Ces catéchèses expliquent aux nouveaux baptisés la signification des sacrements (mystères) qu’ils viennent de recevoir : baptême, confirmation, eucharistie.
« A cette heure-là, aucun catéchumène n’a accès à l’Anastasis ; seuls les néophytes, et les fidèles qui veulent écouter les mystères entrent à l’Anastasis. On ferme les portes, pour qu’aucun catéchumène ne s’y rende. Quand l’évêque traite de chaque point et en fait le récit, ce sont de tels cris d’approbation qu’on entend les cris jusqu’à l’extérieur de l’église. Car, en vérité, il dévoile tous les mystères d’une telle façon que nul ne peut être insensible à ce qu’il entend ainsi expliquer. » (47, 2)
Cyrille, lui aussi, signale ces acclamations laudatives de l’auditoire.
Des célébrations en trois langues adaptées aux lieux où elles se déroulent
« Comme, dans cette province, une partie de la population sait à la fois le grec et le syriaque, mais une autre que le syriaque, et comme l’évêque, bien qu’il sache le syriaque, parle toujours en grec et jamais en syriaque, il y a toujours un prêtre qui traduit en syriaque ce que l’évêque dit en grec, pour que tous comprennent ses explications. De même, parce que les lectures qu’on lit à l’église doivent être lues en grec, il est toujours là, traduisant en syriaque à cause du peuple, pour qu’on s’instruise sans cesse. Quant à ceux qui sont ici des Latins, c’est-à-dire qui ne savent ni le syriaque ni le grec, pour qu’ils ne soient pas contristés, on leur donne à eux aussi des explications, car il y a des frères et des sœurs sachant le grec et le latin qui les leur donne en latin. » (47, 364)
Égérie fournit ici une information très concrète sur le caractère officiel du grec comme langue de la liturgie dans cette région, tout en indiquant l’importance du syriaque comme unique langue parlée par une grande partie de la population et la nécessité d’avoir en permanence un prêtre traducteur. Cyrille maîtrisait les deux langues ; on a émis l’hypothèse que le syriaque était sa langue maternelle.

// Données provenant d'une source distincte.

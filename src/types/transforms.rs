//! Typed transformation matrices and the fixed model matrices
//!
//! Transforms carry their source and target spaces in the type, so an
//! observation matrix cannot be applied to a road state by accident. The
//! fixed matrices of the motion model (`O_g`, `O_r`, the coordinate swap `U`,
//! and the velocity extractors) are built here and shared by reference.

use ::core::marker::PhantomData;
use nalgebra::allocator::Allocator;
use nalgebra::{Const, DefaultAllocator, DimDiff, DimSub, SMatrix, U1};

use super::spaces::{GroundSpace, ObsSpace, RoadSpace, Vector};
use super::svd::SvdCovariance;

// ============================================================================
// Transform
// ============================================================================

/// A linear map from `From`-space vectors to `To`-space vectors.
#[repr(transparent)]
#[derive(Debug, Clone, PartialEq)]
pub struct Transform<const ROWS: usize, const COLS: usize, To, From> {
    inner: SMatrix<f64, ROWS, COLS>,
    _marker: PhantomData<(To, From)>,
}

impl<const ROWS: usize, const COLS: usize, To, From> Transform<ROWS, COLS, To, From> {
    /// Creates a transform from a raw matrix.
    #[inline]
    pub fn from_matrix(inner: SMatrix<f64, ROWS, COLS>) -> Self {
        Self {
            inner,
            _marker: PhantomData,
        }
    }

    /// Returns a reference to the underlying matrix.
    #[inline]
    pub fn as_matrix(&self) -> &SMatrix<f64, ROWS, COLS> {
        &self.inner
    }

    /// The transpose, mapping in the opposite direction.
    #[inline]
    pub fn transpose(&self) -> Transform<COLS, ROWS, From, To> {
        Transform {
            inner: self.inner.transpose(),
            _marker: PhantomData,
        }
    }

    /// Applies the transform to a vector.
    #[inline]
    pub fn apply(&self, v: &Vector<COLS, From>) -> Vector<ROWS, To> {
        Vector::from_svector(self.inner * v.as_svector())
    }

    /// Propagates a covariance: `M · C · Mᵀ`, staying in factored form.
    #[inline]
    pub fn propagate(&self, cov: &SvdCovariance<COLS>) -> SvdCovariance<ROWS>
    where
        Const<ROWS>: DimSub<U1>,
        DefaultAllocator: Allocator<DimDiff<Const<ROWS>, U1>>,
    {
        cov.transform(&self.inner)
    }
}

// ============================================================================
// Type Aliases
// ============================================================================

/// Ground-model transition matrix: `GroundSpace -> GroundSpace`.
pub type GroundTransition = Transform<4, 4, GroundSpace, GroundSpace>;

/// Road-model transition matrix: `RoadSpace -> RoadSpace`.
pub type RoadTransition = Transform<2, 2, RoadSpace, RoadSpace>;

/// Ground observation matrix `O_g`: extracts the planar position.
pub type GroundObservation = Transform<2, 4, ObsSpace, GroundSpace>;

/// Road observation matrix `O_r`: extracts the arc-length.
pub type RoadObservation = Transform<1, 2, ObsSpace, RoadSpace>;

/// Per-segment projection matrix `P`: lifts road states onto the plane.
pub type RoadToGround = Transform<4, 2, GroundSpace, RoadSpace>;

// ============================================================================
// Fixed model matrices
// ============================================================================

/// `O_g = [[1,0,0,0],[0,0,1,0]]`: planar position from a ground state.
pub fn ground_observation() -> GroundObservation {
    Transform::from_matrix(nalgebra::matrix![
        1.0, 0.0, 0.0, 0.0;
        0.0, 0.0, 1.0, 0.0
    ])
}

/// `O_r = [[1, 0]]`: arc-length from a road state.
pub fn road_observation() -> RoadObservation {
    Transform::from_matrix(nalgebra::matrix![1.0, 0.0])
}

/// The permutation `U` mapping stacked `(x, y, vx, vy)` coordinates into the
/// interleaved ground ordering `(x, vx, y, vy)`.
pub fn coordinate_swap() -> SMatrix<f64, 4, 4> {
    nalgebra::matrix![
        1.0, 0.0, 0.0, 0.0;
        0.0, 0.0, 1.0, 0.0;
        0.0, 1.0, 0.0, 0.0;
        0.0, 0.0, 0.0, 1.0
    ]
}

/// `V_g`: the planar velocity pair from a ground state.
pub fn ground_velocity() -> SMatrix<f64, 2, 4> {
    nalgebra::matrix![
        0.0, 1.0, 0.0, 0.0;
        0.0, 0.0, 0.0, 1.0
    ]
}

/// `V_r`: the scalar velocity from a road state.
pub fn road_velocity() -> SMatrix<f64, 1, 2> {
    nalgebra::matrix![0.0, 1.0]
}

#[cfg(test)]
mod tests {
    use super::*;
    use crate::types::spaces::GroundState;

    #[test]
    fn test_ground_observation_extracts_position() {
        let state = GroundState::from_array([10.0, 1.0, 20.0, 2.0]);
        let obs = ground_observation().apply(&state);
        assert_eq!(obs.index(0), 10.0);
        assert_eq!(obs.index(1), 20.0);
    }

    #[test]
    fn test_coordinate_swap_is_involution() {
        let u = coordinate_swap();
        assert!((u * u - SMatrix::<f64, 4, 4>::identity()).norm() < 1e-15);
    }

    #[test]
    fn test_velocity_extractors() {
        let state = GroundState::from_array([0.0, 3.0, 0.0, 4.0]);
        let v = ground_velocity() * state.as_svector();
        assert_eq!(v[0], 3.0);
        assert_eq!(v[1], 4.0);
        assert!((v.norm() - 5.0).abs() < 1e-12);
    }
}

Quant aux Latins, ils étaient nombreux ; pèlerins comme Égérie mais surtout moines et moniales résidant à Jérusalem ou dans les environs. Les Lieux Saints ont attiré, dès la fin des persécutions, des hommes et des femmes qui souhaitaient embrasser la vie monastique, venant de toutes les régions de l’Empire romain. Mélanie l’Ancienne, dame de l’aristocratie romaine veuve, et Rufin d’Aquilée avaient fondé des monastères d’hommes et de femmes à Jérusalem sur le mont des Oliviers et accueillaient les pèlerins. De même, une décennie plus tard, en 385, Paula et sa fille, avaient quitté Rome, fondant, avec Jérôme, à Bethléem, un monastère masculin et un monastère féminin ainsi qu’un hospice pour les pèlerins. Si Jérôme et Rufin, bilingues, furent de grands traducteurs d’œuvres grecques en latin, bien des Occidentaux à l’époque ne savaient pas le grec. Le latin était d’ailleurs la langue officielle de l’Empire.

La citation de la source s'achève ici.